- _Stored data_
________________________________________
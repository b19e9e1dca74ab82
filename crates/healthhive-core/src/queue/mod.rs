//! Offline visit queue.
//!
//! Visits that could not reach the server are kept as one JSON array under
//! [`PENDING_VISITS_KEY`]. Every write replaces the whole array. Reads never
//! fail: missing, unreadable, or malformed data is treated as an empty queue
//! so that sync logic cannot be blocked by corrupt local state.
//!
//! A watch channel mirrors the persisted length so views can show a pending
//! badge without polling storage. Entries this client cannot decode (written
//! by a newer release, or damaged) are skipped on read and moved under
//! [`QUARANTINE_KEY`] before the next write replaces the array.
//!
//! All read-modify-write cycles are serialized inside one process. Several
//! processes writing the same database concurrently are not supported.

mod drain;

use std::time::Duration;

use chrono::{DateTime, TimeDelta, Utc};
use serde::Serialize;
use serde_json::Value;
use tokio::sync::{watch, Mutex};
use tracing::{debug, info, warn};
use uuid::Uuid;

use crate::db::KeyValueStore;
use crate::error::{Error, Result};
use crate::models::{PendingVisitRecord, VisitPayload};

pub use drain::{DrainOutcome, DrainPhase};

/// Storage key holding the pending visit array
pub const PENDING_VISITS_KEY: &str = "healthhive_pending_visits";

/// Storage key holding entries this client could not decode
pub const QUARANTINE_KEY: &str = "healthhive_pending_visits_quarantine";

/// Storage key holding the RFC 3339 time of the last clean drain
pub const LAST_SYNC_KEY: &str = "healthhive_last_sync_at";

/// Upper bound on a single bulk-sync round trip
pub const DEFAULT_DRAIN_TIMEOUT: Duration = Duration::from_secs(30);

const SYNC_OVERDUE_HOURS: i64 = 24;

/// Decoded queue contents plus the raw entries that could not be decoded.
#[derive(Debug, Default)]
struct Snapshot {
    records: Vec<PendingVisitRecord>,
    skipped: Vec<Value>,
    /// Raw array with freshly assigned `local_id`s, when any entry lacked one
    backfilled: Option<Vec<Value>>,
}

/// Sync state shown by status views
#[derive(Debug, Clone, PartialEq, Eq, Serialize)]
pub struct SyncSummary {
    pub pending: usize,
    pub quarantined: usize,
    pub last_synced_at: Option<DateTime<Utc>>,
    /// No clean drain within the last day (or ever)
    pub overdue: bool,
}

/// Durable FIFO of visits awaiting bulk sync
pub struct OfflineVisitQueue<S> {
    store: S,
    store_lock: Mutex<()>,
    drain_lock: Mutex<()>,
    pending: watch::Sender<usize>,
    phase: watch::Sender<DrainPhase>,
    drain_timeout: Duration,
}

impl<S: KeyValueStore> OfflineVisitQueue<S> {
    /// Open the queue over `store` and publish the persisted length.
    pub async fn open(store: S) -> Self {
        let (pending, _) = watch::channel(0);
        let (phase, _) = watch::channel(DrainPhase::Idle);
        let queue = Self {
            store,
            store_lock: Mutex::new(()),
            drain_lock: Mutex::new(()),
            pending,
            phase,
            drain_timeout: DEFAULT_DRAIN_TIMEOUT,
        };
        queue.refresh_pending_count().await;
        queue
    }

    #[must_use]
    pub const fn with_drain_timeout(mut self, timeout: Duration) -> Self {
        self.drain_timeout = timeout;
        self
    }

    pub const fn store(&self) -> &S {
        &self.store
    }

    /// Current pending visits in insertion order. Never fails.
    ///
    /// Records stored without a `local_id` get one assigned and written back,
    /// so the same record keeps its id across loads.
    pub async fn load(&self) -> Vec<PendingVisitRecord> {
        let _guard = self.store_lock.lock().await;
        let snapshot = self.load_snapshot().await;
        if let Some(entries) = &snapshot.backfilled {
            self.persist_backfill(entries).await;
        }
        snapshot.records
    }

    /// Replace the persisted queue with `records`.
    pub async fn save(&self, records: &[PendingVisitRecord]) -> Result<()> {
        let _guard = self.store_lock.lock().await;
        let snapshot = self.load_snapshot().await;
        let result = self.write(records, snapshot.skipped).await;
        self.publish_after_write(&result, records.len(), snapshot.records.len());
        result
    }

    /// Remove the persisted queue entirely.
    pub async fn clear(&self) -> Result<()> {
        let _guard = self.store_lock.lock().await;
        let snapshot = self.load_snapshot().await;
        let result = self.write(&[], snapshot.skipped).await;
        self.publish_after_write(&result, 0, snapshot.records.len());
        result
    }

    /// Append a visit to the end of the queue and return the new length.
    ///
    /// Fails with [`Error::LocalSave`] when the queue cannot be persisted;
    /// the caller must surface that, since the visit then exists nowhere.
    pub async fn enqueue(&self, visit: VisitPayload) -> Result<usize> {
        self.enqueue_record(PendingVisitRecord::new(visit)).await
    }

    /// Append an already-wrapped record (e.g. one imported from a file).
    pub async fn enqueue_record(&self, record: PendingVisitRecord) -> Result<usize> {
        let _guard = self.store_lock.lock().await;
        let snapshot = self.load_snapshot().await;
        let previous = snapshot.records.len();
        let local_id = record.local_id;

        let mut records = snapshot.records;
        records.push(record);

        let result = self.write(&records, snapshot.skipped).await;
        self.publish_after_write(&result, records.len(), previous);
        result.map_err(|error| Error::LocalSave(error.to_string()))?;

        info!(%local_id, pending = records.len(), "Queued visit for later sync");
        Ok(records.len())
    }

    /// Last value published to observers
    pub fn pending_count(&self) -> usize {
        *self.pending.borrow()
    }

    /// Observe the persisted queue length
    pub fn subscribe(&self) -> watch::Receiver<usize> {
        self.pending.subscribe()
    }

    pub fn phase(&self) -> DrainPhase {
        *self.phase.borrow()
    }

    /// Observe drain progress
    pub fn subscribe_phase(&self) -> watch::Receiver<DrainPhase> {
        self.phase.subscribe()
    }

    /// Re-read storage and publish the persisted length.
    pub async fn refresh_pending_count(&self) -> usize {
        let count = self.load().await.len();
        self.pending.send_replace(count);
        count
    }

    /// Entries moved aside because this client could not decode them
    pub async fn quarantined(&self) -> Vec<Value> {
        match self.store.get(QUARANTINE_KEY).await {
            Ok(Some(raw)) => match serde_json::from_str::<Vec<Value>>(&raw) {
                Ok(entries) => entries,
                Err(error) => {
                    warn!(%error, "Quarantined visit data is unreadable");
                    Vec::new()
                }
            },
            Ok(None) => Vec::new(),
            Err(error) => {
                warn!(%error, "Failed to read quarantined visits");
                Vec::new()
            }
        }
    }

    /// Time of the last drain the server accepted without errors
    pub async fn last_synced_at(&self) -> Option<DateTime<Utc>> {
        let raw = match self.store.get(LAST_SYNC_KEY).await {
            Ok(raw) => raw?,
            Err(error) => {
                warn!(%error, "Failed to read last sync time");
                return None;
            }
        };
        DateTime::parse_from_rfc3339(&raw)
            .map(|time| time.with_timezone(&Utc))
            .map_err(|error| warn!(%error, "Ignoring malformed last sync time"))
            .ok()
    }

    pub async fn summary(&self) -> SyncSummary {
        self.summary_at(Utc::now()).await
    }

    /// Summary evaluated against an explicit clock
    pub async fn summary_at(&self, now: DateTime<Utc>) -> SyncSummary {
        let pending = self.refresh_pending_count().await;
        let last_synced_at = self.last_synced_at().await;
        let overdue = last_synced_at
            .is_none_or(|last| now - last > TimeDelta::hours(SYNC_OVERDUE_HOURS));
        SyncSummary {
            pending,
            quarantined: self.quarantined().await.len(),
            last_synced_at,
            overdue,
        }
    }

    async fn record_sync_time(&self, at: DateTime<Utc>) {
        if let Err(error) = self.store.set(LAST_SYNC_KEY, &at.to_rfc3339()).await {
            warn!(%error, "Failed to record last sync time");
        }
    }

    async fn load_snapshot(&self) -> Snapshot {
        let raw = match self.store.get(PENDING_VISITS_KEY).await {
            Ok(Some(raw)) => raw,
            Ok(None) => return Snapshot::default(),
            Err(error) => {
                warn!(%error, "Failed to read pending visits, treating queue as empty");
                return Snapshot::default();
            }
        };

        let mut entries = match serde_json::from_str::<Value>(&raw) {
            Ok(Value::Array(entries)) => entries,
            Ok(Value::Null) => return Snapshot::default(),
            Ok(other) => {
                warn!("Pending visit data is not an array, treating queue as empty");
                return Snapshot {
                    skipped: vec![other],
                    ..Snapshot::default()
                };
            }
            Err(error) => {
                warn!(%error, "Pending visit data is not valid JSON, treating queue as empty");
                return Snapshot {
                    skipped: vec![Value::String(raw)],
                    ..Snapshot::default()
                };
            }
        };

        let assigned = assign_missing_ids(&mut entries);
        let mut snapshot = Snapshot::default();
        for entry in &entries {
            match serde_json::from_value::<PendingVisitRecord>(entry.clone()) {
                Ok(record) if record.is_supported_schema() => snapshot.records.push(record),
                Ok(record) => {
                    warn!(
                        queue_schema = record.queue_schema,
                        "Skipping pending visit written by a newer client"
                    );
                    snapshot.skipped.push(entry.clone());
                }
                Err(error) => {
                    warn!(%error, "Skipping undecodable pending visit");
                    snapshot.skipped.push(entry.clone());
                }
            }
        }
        if assigned > 0 {
            debug!(assigned, "Assigned local ids to pending visits");
            snapshot.backfilled = Some(entries);
        }
        snapshot
    }

    /// Rewrite the raw array as loaded, with the ids assigned on read.
    async fn persist_backfill(&self, entries: &[Value]) {
        let result = match serde_json::to_string(entries) {
            Ok(raw) => self.store.set(PENDING_VISITS_KEY, &raw).await,
            Err(error) => Err(error.into()),
        };
        if let Err(error) = result {
            warn!(%error, "Failed to persist assigned local ids");
        }
    }

    /// Persist `records` as the whole queue, quarantining `skipped` first.
    /// An empty list removes the key.
    async fn write(&self, records: &[PendingVisitRecord], skipped: Vec<Value>) -> Result<()> {
        if !skipped.is_empty() {
            self.quarantine(skipped).await?;
        }

        if records.is_empty() {
            self.store.remove(PENDING_VISITS_KEY).await?;
        } else {
            let raw = serde_json::to_string(records)?;
            self.store.set(PENDING_VISITS_KEY, &raw).await?;
        }
        debug!(count = records.len(), "Persisted pending visits");
        Ok(())
    }

    async fn quarantine(&self, entries: Vec<Value>) -> Result<()> {
        let count = entries.len();
        let mut quarantined = self.quarantined().await;
        quarantined.extend(entries);
        self.store
            .set(QUARANTINE_KEY, &serde_json::to_string(&quarantined)?)
            .await?;
        warn!(count, total = quarantined.len(), "Moved unreadable pending visits to quarantine");
        Ok(())
    }

    fn publish_after_write(&self, result: &Result<()>, written: usize, previous: usize) {
        let count = if result.is_ok() { written } else { previous };
        self.pending.send_replace(count);
    }
}

/// Give every object entry without a `local_id` a fresh one; returns how many.
fn assign_missing_ids(entries: &mut [Value]) -> usize {
    let mut assigned = 0;
    for entry in entries {
        if let Value::Object(fields) = entry {
            if !fields.contains_key("local_id") {
                fields.insert("local_id".to_string(), Value::String(Uuid::now_v7().to_string()));
                assigned += 1;
            }
        }
    }
    assigned
}
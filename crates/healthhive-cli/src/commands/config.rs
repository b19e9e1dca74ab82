use std::path::Path;

use healthhive_core::config::default_config_path;
use healthhive_core::util::normalize_text_option;
use healthhive_core::ClientConfig;

use crate::cli::ConfigCommands;
use crate::commands::common::Context;
use crate::error::CliError;

pub fn run_config(command: ConfigCommands, context: &Context) -> Result<(), CliError> {
    match command {
        ConfigCommands::Init {
            api_base_url,
            access_token,
            timeout_secs,
        } => {
            let path = default_config_path()
                .ok_or_else(|| CliError::Config("Failed to resolve config directory".into()))?;
            run_config_init(&path, api_base_url, access_token, timeout_secs)
        }
        ConfigCommands::Show { json } => run_config_show(json, context),
    }
}

/// Merge explicit values into the config file at `path`, creating it if needed.
pub fn run_config_init(
    path: &Path,
    api_base_url: Option<String>,
    access_token: Option<String>,
    timeout_secs: Option<u64>,
) -> Result<(), CliError> {
    let config = apply_init_values(
        ClientConfig::load_from_path(path)?,
        api_base_url,
        access_token,
        timeout_secs,
    );
    config.save_to_path(path)?;

    println!("Saved config to {}", path.display());
    println!("API: {}", config.api_base_url);
    Ok(())
}

pub fn apply_init_values(
    mut config: ClientConfig,
    api_base_url: Option<String>,
    access_token: Option<String>,
    timeout_secs: Option<u64>,
) -> ClientConfig {
    if let Some(url) = normalize_text_option(api_base_url) {
        config.api_base_url = url;
    }
    if let Some(token) = normalize_text_option(access_token) {
        config.access_token = Some(token);
    }
    if let Some(timeout_secs) = timeout_secs {
        config.request_timeout_secs = timeout_secs;
    }
    config
}

fn run_config_show(as_json: bool, context: &Context) -> Result<(), CliError> {
    let mut shown = context.config.clone();
    if shown.access_token.is_some() {
        shown.access_token = Some("[REDACTED]".to_string());
    }

    if as_json {
        println!("{}", serde_json::to_string_pretty(&shown)?);
        return Ok(());
    }

    let config_path = default_config_path()
        .map_or_else(|| "unavailable".to_string(), |path| path.display().to_string());
    println!("Config file: {config_path}");
    println!("API base URL: {}", shown.api_base_url);
    println!(
        "Access token: {}",
        shown.access_token.as_deref().unwrap_or("not set")
    );
    println!("Request timeout: {}s", shown.request_timeout_secs);
    println!("Database: {}", context.db_path.display());
    println!("Offline mode: {}", if context.offline { "on" } else { "off" });
    Ok(())
}
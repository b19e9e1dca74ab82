//! Database migrations

use crate::error::Result;
use libsql::Connection;

/// Current schema version
const CURRENT_VERSION: i32 = 1;

/// Run all pending migrations
pub async fn run(conn: &Connection) -> Result<()> {
    let version = get_version(conn).await?;

    if version < 1 {
        migrate_v1(conn).await?;
    }

    Ok(())
}

/// Get the current schema version
async fn get_version(conn: &Connection) -> Result<i32> {
    // Check if schema_version table exists
    let mut rows = conn
        .query(
            "SELECT EXISTS(SELECT 1 FROM sqlite_master WHERE type='table' AND name='schema_version')",
            (),
        )
        .await?;

    let exists: bool = if let Some(row) = rows.next().await? {
        row.get::<i32>(0)? != 0
    } else {
        false
    };

    if !exists {
        return Ok(0);
    }

    let mut rows = conn
        .query("SELECT COALESCE(MAX(version), 0) FROM schema_version", ())
        .await?;

    let version: i32 = if let Some(row) = rows.next().await? {
        row.get(0)?
    } else {
        0
    };

    Ok(version)
}

/// Migration to version 1: key-value store for local client state
async fn migrate_v1(conn: &Connection) -> Result<()> {
    // Statements run one at a time inside an explicit transaction
    conn.execute("BEGIN TRANSACTION", ()).await?;

    let statements = [
        "CREATE TABLE IF NOT EXISTS schema_version (
            version INTEGER PRIMARY KEY
        )",
        // One row per storage slot; values are opaque serialized documents
        "CREATE TABLE IF NOT EXISTS kv_store (
            key TEXT PRIMARY KEY,
            value TEXT NOT NULL,
            updated_at INTEGER NOT NULL
        )",
        "INSERT INTO schema_version (version) VALUES (1)",
    ];

    for stmt in statements {
        if let Err(e) = conn.execute(stmt, ()).await {
            conn.execute("ROLLBACK", ()).await.ok();
            return Err(e.into());
        }
    }

    if let Err(e) = conn.execute("COMMIT", ()).await {
        conn.execute("ROLLBACK", ()).await.ok();
        return Err(e.into());
    }

    tracing::info!("Migrated database to version {CURRENT_VERSION}");
    Ok(())
}
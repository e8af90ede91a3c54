//! One-click apply: which resume goes with the application, and the records
//! an application writes.

use chrono::{DateTime, Utc};
use serde::Serialize;
use uuid::Uuid;

use crate::errors::AppError;
use crate::models::activity::Activity;
use crate::models::application::{Application, ApplicationStatus};
use crate::models::job::Job;
use crate::models::resume::Resume;

/// What the client should do when the seeker presses "Apply".
#[derive(Debug, Clone, Copy, PartialEq, Eq, Serialize)]
#[serde(rename_all = "snake_case")]
pub enum ApplyMode {
    /// Exactly one resume: apply straight away.
    Direct,
    /// Several resumes: ask which one.
    Select,
    /// No resumes: send the seeker to the builder.
    CreateResume,
}

pub fn apply_mode(resume_count: usize) -> ApplyMode {
    match resume_count {
        0 => ApplyMode::CreateResume,
        1 => ApplyMode::Direct,
        _ => ApplyMode::Select,
    }
}

/// Picks the resume to attach. `resumes` are the applicant's own resumes.
pub fn resolve_resume(resumes: &[Resume], requested: Option<Uuid>) -> Result<&Resume, AppError> {
    match (resumes, requested) {
        ([], _) => Err(AppError::Rejected {
            code: "RESUME_REQUIRED",
            message: "Create a resume before applying".to_string(),
        }),
        (_, Some(id)) => resumes
            .iter()
            .find(|r| r.id == id)
            .ok_or_else(|| AppError::NotFound(format!("Resume {id} not found"))),
        ([only], None) => Ok(only),
        (_, None) => Err(AppError::Rejected {
            code: "RESUME_SELECTION_REQUIRED",
            message: "Choose which resume to apply with".to_string(),
        }),
    }
}

pub fn build_application(
    job: &Job,
    applicant_id: Uuid,
    resume: &Resume,
    now: DateTime<Utc>,
) -> Application {
    Application {
        id: Uuid::new_v4(),
        job_id: job.id,
        job_title: job.title.clone(),
        company: job.company.clone(),
        location: job.location.clone(),
        job_seeker_id: applicant_id,
        resume_id: Some(resume.id),
        resume_name: resume.name.clone(),
        application_date: now,
        status: ApplicationStatus::Applied,
    }
}

/// Feed entries for the applicant and for the job's poster.
pub fn apply_activities(job: &Job, applicant_id: Uuid, applicant_name: &str) -> [Activity; 2] {
    [
        Activity::own(
            applicant_id,
            format!("Applied to '{}' at {}", job.title, job.company),
        ),
        Activity::by(
            job.posted_by,
            applicant_name,
            format!("New applicant for {}", job.title),
        ),
    ]
}

#[cfg(test)]
mod tests {
    use super::*;
    use crate::models::job::{EmploymentType, ExperienceLevel, LocationType, Salary};
    use crate::models::resume::ResumeData;

    fn resume(name: &str) -> Resume {
        Resume {
            id: Uuid::new_v4(),
            owner_id: Uuid::new_v4(),
            name: name.into(),
            template: "Professional".into(),
            data: ResumeData::default(),
            last_modified: Utc::now(),
            created_at: Utc::now(),
            job_applications: 0,
        }
    }

    fn job() -> Job {
        Job {
            id: Uuid::new_v4(),
            title: "Backend Engineer".into(),
            department: None,
            company: "Acme".into(),
            company_id: None,
            location: "Pune".into(),
            location_type: LocationType::Hybrid,
            employment_type: EmploymentType::FullTime,
            experience_level: ExperienceLevel::Mid,
            salary: Salary::default(),
            description: "d".into(),
            responsibilities: vec![],
            requirements: vec![],
            benefits: vec![],
            application_deadline: None,
            application_url: None,
            posted_date: Utc::now(),
            posted_by: Uuid::new_v4(),
            applicants_count: 0,
        }
    }

    #[test]
    fn test_no_resumes_requires_builder() {
        assert_eq!(apply_mode(0), ApplyMode::CreateResume);
        let err = resolve_resume(&[], Some(Uuid::new_v4())).unwrap_err();
        assert!(matches!(err, AppError::Rejected { code: "RESUME_REQUIRED", .. }));
    }

    #[test]
    fn test_single_resume_used_directly() {
        let resumes = vec![resume("Main")];
        assert_eq!(apply_mode(resumes.len()), ApplyMode::Direct);
        assert_eq!(resolve_resume(&resumes, None).unwrap().id, resumes[0].id);
    }

    #[test]
    fn test_several_resumes_need_selection() {
        let resumes = vec![resume("A"), resume("B")];
        assert_eq!(apply_mode(resumes.len()), ApplyMode::Select);
        assert!(matches!(
            resolve_resume(&resumes, None).unwrap_err(),
            AppError::Rejected { code: "RESUME_SELECTION_REQUIRED", .. }
        ));
        assert_eq!(
            resolve_resume(&resumes, Some(resumes[1].id)).unwrap().name,
            "B"
        );
    }

    #[test]
    fn test_foreign_resume_not_found() {
        let resumes = vec![resume("A")];
        assert!(matches!(
            resolve_resume(&resumes, Some(Uuid::new_v4())).unwrap_err(),
            AppError::NotFound(_)
        ));
    }

    #[test]
    fn test_application_snapshot_and_feed() {
        let job = job();
        let chosen = resume("Main");
        let seeker = Uuid::new_v4();
        let app = build_application(&job, seeker, &chosen, Utc::now());
        assert_eq!(app.resume_id, Some(chosen.id));
        assert_eq!(app.resume_name, "Main");
        assert_eq!(app.status, ApplicationStatus::Applied);

        let [mine, theirs] = apply_activities(&job, seeker, "Asha Verma");
        assert_eq!(mine.user_id, seeker);
        assert_eq!(mine.action, "Applied to 'Backend Engineer' at Acme");
        assert_eq!(theirs.user_id, job.posted_by);
        assert_eq!(theirs.actor, "Asha Verma");
        assert_eq!(theirs.action, "New applicant for Backend Engineer");
    }
}
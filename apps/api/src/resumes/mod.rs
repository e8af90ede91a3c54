pub mod handlers;
pub mod library;
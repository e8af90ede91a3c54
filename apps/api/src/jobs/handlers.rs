use axum::{extract::State, http::StatusCode};
use chrono::Utc;
use tracing::info;
use uuid::Uuid;

use crate::auth::AuthUser;
use crate::errors::AppError;
use crate::extract::{Json, Path, Query};
use crate::jobs::posting::{build_job, PostJobRequest};
use crate::jobs::search::{filter_jobs, JobFilter, JobQuery};
use crate::models::activity::Activity;
use crate::models::job::Job;
use crate::state::AppState;

/// GET /api/v1/jobs
pub async fn handle_list_jobs(
    State(state): State<AppState>,
    Query(query): Query<JobQuery>,
) -> Result<Json<Vec<Job>>, AppError> {
    let filter = JobFilter::from_query(&query)?;
    let jobs = state.store.list_jobs().await?;
    Ok(Json(filter_jobs(jobs, &filter)))
}

/// GET /api/v1/jobs/:id
pub async fn handle_get_job(
    State(state): State<AppState>,
    Path(id): Path<Uuid>,
) -> Result<Json<Job>, AppError> {
    let job = state
        .store
        .get_job(id)
        .await?
        .ok_or_else(|| AppError::NotFound(format!("Job {id} not found")))?;
    Ok(Json(job))
}

/// POST /api/v1/jobs
pub async fn handle_post_job(
    State(state): State<AppState>,
    user: AuthUser,
    Json(req): Json<PostJobRequest>,
) -> Result<(StatusCode, Json<Job>), AppError> {
    let recruiter_id = user.require_recruiter()?;
    let recruiter = state
        .store
        .get_recruiter(recruiter_id)
        .await?
        .ok_or_else(|| AppError::unauthorized("Account no longer exists"))?;

    let company = match recruiter.company_id {
        Some(company_id) => state.store.get_company(company_id).await?,
        None => None,
    };

    let job = build_job(req, &recruiter, company.as_ref(), Utc::now())?;
    let activity = Activity::own(
        recruiter.id,
        format!("Job listing '{}' published", job.title),
    );
    state.store.post_job(&job, &activity).await?;

    info!(job_id = %job.id, company_id = ?job.company_id, "Job posted");
    Ok((StatusCode::CREATED, Json(job)))
}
________________________________________
- _Exercise goal_
The answer should be only the number of lines in the data that contain the string "holding".

- _Expected answer_
3